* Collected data

┄┄┄┄┄┄┄┄┄┄┄┄┄┄┄┄┄┄┄┄

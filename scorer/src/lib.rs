//! # Scorer Library
//!
//! The grading core: runs independent scoring strategies over a submission and combines them
//! into one weighted score plus a structured report.
//!
//! ## Key Concepts
//! - **Scorer**: one grading dimension (unit tests, code style, coverage, input classes),
//!   configured through its constructor and evaluated once.
//! - **ScorerRunner**: evaluates a scorer with failure isolation and an optional time limit.
//!   Recoverable [`ScorerFailure`](result::ScorerFailure)s become results, defects propagate.
//! - **Pipeline**: the ordered, weighted list of scorers and the public entry point.
//! - **Messages**: all report text is a template plus named parameters, rendered elsewhere.

pub mod coverage;
pub mod error;
pub mod input;
pub mod message;
pub mod parsers;
pub mod pipeline;
pub mod result;
pub mod runner;
pub mod scorers;
pub mod style;
pub mod suites;
pub mod traits;
pub mod utilities;

pub use pipeline::{AggregateReport, Pipeline, WeightedScorer};
pub use runner::ScorerRunner;
//! Check classes: named predicates over input records.

use crate::error::GradingError;
use crate::input::schema::Record;
use std::fmt;
use std::sync::Arc;

type Predicate = Arc<dyn Fn(&Record) -> bool + Send + Sync>;

/// A description plus the predicate deciding whether a record belongs to the class.
#[derive(Clone)]
pub struct CheckClass {
    description: String,
    predicate: Predicate,
}

impl CheckClass {
    pub fn new<F>(description: impl Into<String>, predicate: F) -> Self
    where
        F: Fn(&Record) -> bool + Send + Sync + 'static,
    {
        Self {
            description: description.into(),
            predicate: Arc::new(predicate),
        }
    }

    pub fn description(&self) -> &str {
        &self.description
    }

    pub fn matches(&self, record: &Record) -> bool {
        (self.predicate)(record)
    }
}

impl fmt::Debug for CheckClass {
    fn fmt(&self, f: &mut fmt::Formatter<'_>) -> fmt::Result {
        f.debug_struct("CheckClass")
            .field("description", &self.description)
            .finish_non_exhaustive()
    }
}

/// Ordered, non-empty list of check classes.
///
/// ```
/// use scorer::input::check_class::CheckClasses;
///
/// let classes = CheckClasses::builder()
///     .rule("a is negative", |r| r.int("a").is_some_and(|a| a < 0))
///     .rule("a is zero", |r| r.int("a") == Some(0))
///     .build()
///     .unwrap();
/// assert_eq!(classes.len(), 2);
/// ```
#[derive(Debug, Clone)]
pub struct CheckClasses {
    classes: Vec<CheckClass>,
}

impl CheckClasses {
    pub fn builder() -> CheckClassesBuilder {
        CheckClassesBuilder::default()
    }

    /// Fails with [`GradingError::InvalidConfig`] on an empty list, since the coverage rate
    /// over zero classes is undefined.
    pub fn new(classes: Vec<CheckClass>) -> Result<Self, GradingError> {
        if classes.is_empty() {
            return Err(GradingError::InvalidConfig(
                "at least one check class is required".to_string(),
            ));
        }
        Ok(Self { classes })
    }

    pub fn len(&self) -> usize {
        self.classes.len()
    }

    pub fn is_empty(&self) -> bool {
        self.classes.is_empty()
    }

    pub fn iter(&self) -> std::slice::Iter<'_, CheckClass> {
        self.classes.iter()
    }

    /// For each class in order, whether any record satisfies it.
    pub fn coverage(&self, records: &[Record]) -> Vec<bool> {
        self.classes
            .iter()
            .map(|class| records.iter().any(|r| class.matches(r)))
            .collect()
    }
}

#[derive(Default)]
pub struct CheckClassesBuilder {
    classes: Vec<CheckClass>,
}

impl CheckClassesBuilder {
    /// Append a class. Order of calls is report order.
    pub fn rule<F>(mut self, description: impl Into<String>, predicate: F) -> Self
    where
        F: Fn(&Record) -> bool + Send + Sync + 'static,
    {
        self.classes.push(CheckClass::new(description, predicate));
        self
    }

    pub fn build(self) -> Result<CheckClasses, GradingError> {
        CheckClasses::new(self.classes)
    }
}

#[cfg(test)]
mod tests {
    use super::*;
    use crate::input::schema::FieldValue;

    fn record(a: i64) -> Record {
        let mut r = Record::default();
        r.insert("a", FieldValue::Int(a));
        r
    }

    #[test]
    fn test_empty_list_rejected() {
        assert!(matches!(
            CheckClasses::builder().build(),
            Err(GradingError::InvalidConfig(_))
        ));
    }

    #[test]
    fn test_coverage_in_declaration_order() {
        let classes = CheckClasses::builder()
            .rule("negative", |r| r.int("a").is_some_and(|a| a < 0))
            .rule("zero", |r| r.int("a") == Some(0))
            .rule("positive", |r| r.int("a").is_some_and(|a| a > 0))
            .build()
            .unwrap();
        let descriptions: Vec<_> = classes.iter().map(CheckClass::description).collect();
        assert_eq!(descriptions, ["negative", "zero", "positive"]);
        assert_eq!(
            classes.coverage(&[record(5), record(-1)]),
            vec![true, false, true]
        );
        assert_eq!(classes.coverage(&[]), vec![false, false, false]);
    }
}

┄┄┄┄┄┄┄┄┄┄┄┄┄┄┄┄┄┄┄┄

Pick out and copy the lines of the entries that hold the string "InvalidConfig".

* YOUR SOLUTION
    /// Fails with [`GradingError::InvalidConfig`] on an empty list, since the coverage rate
            return Err(GradingError::InvalidConfig(
            Err(GradingError::InvalidConfig(_))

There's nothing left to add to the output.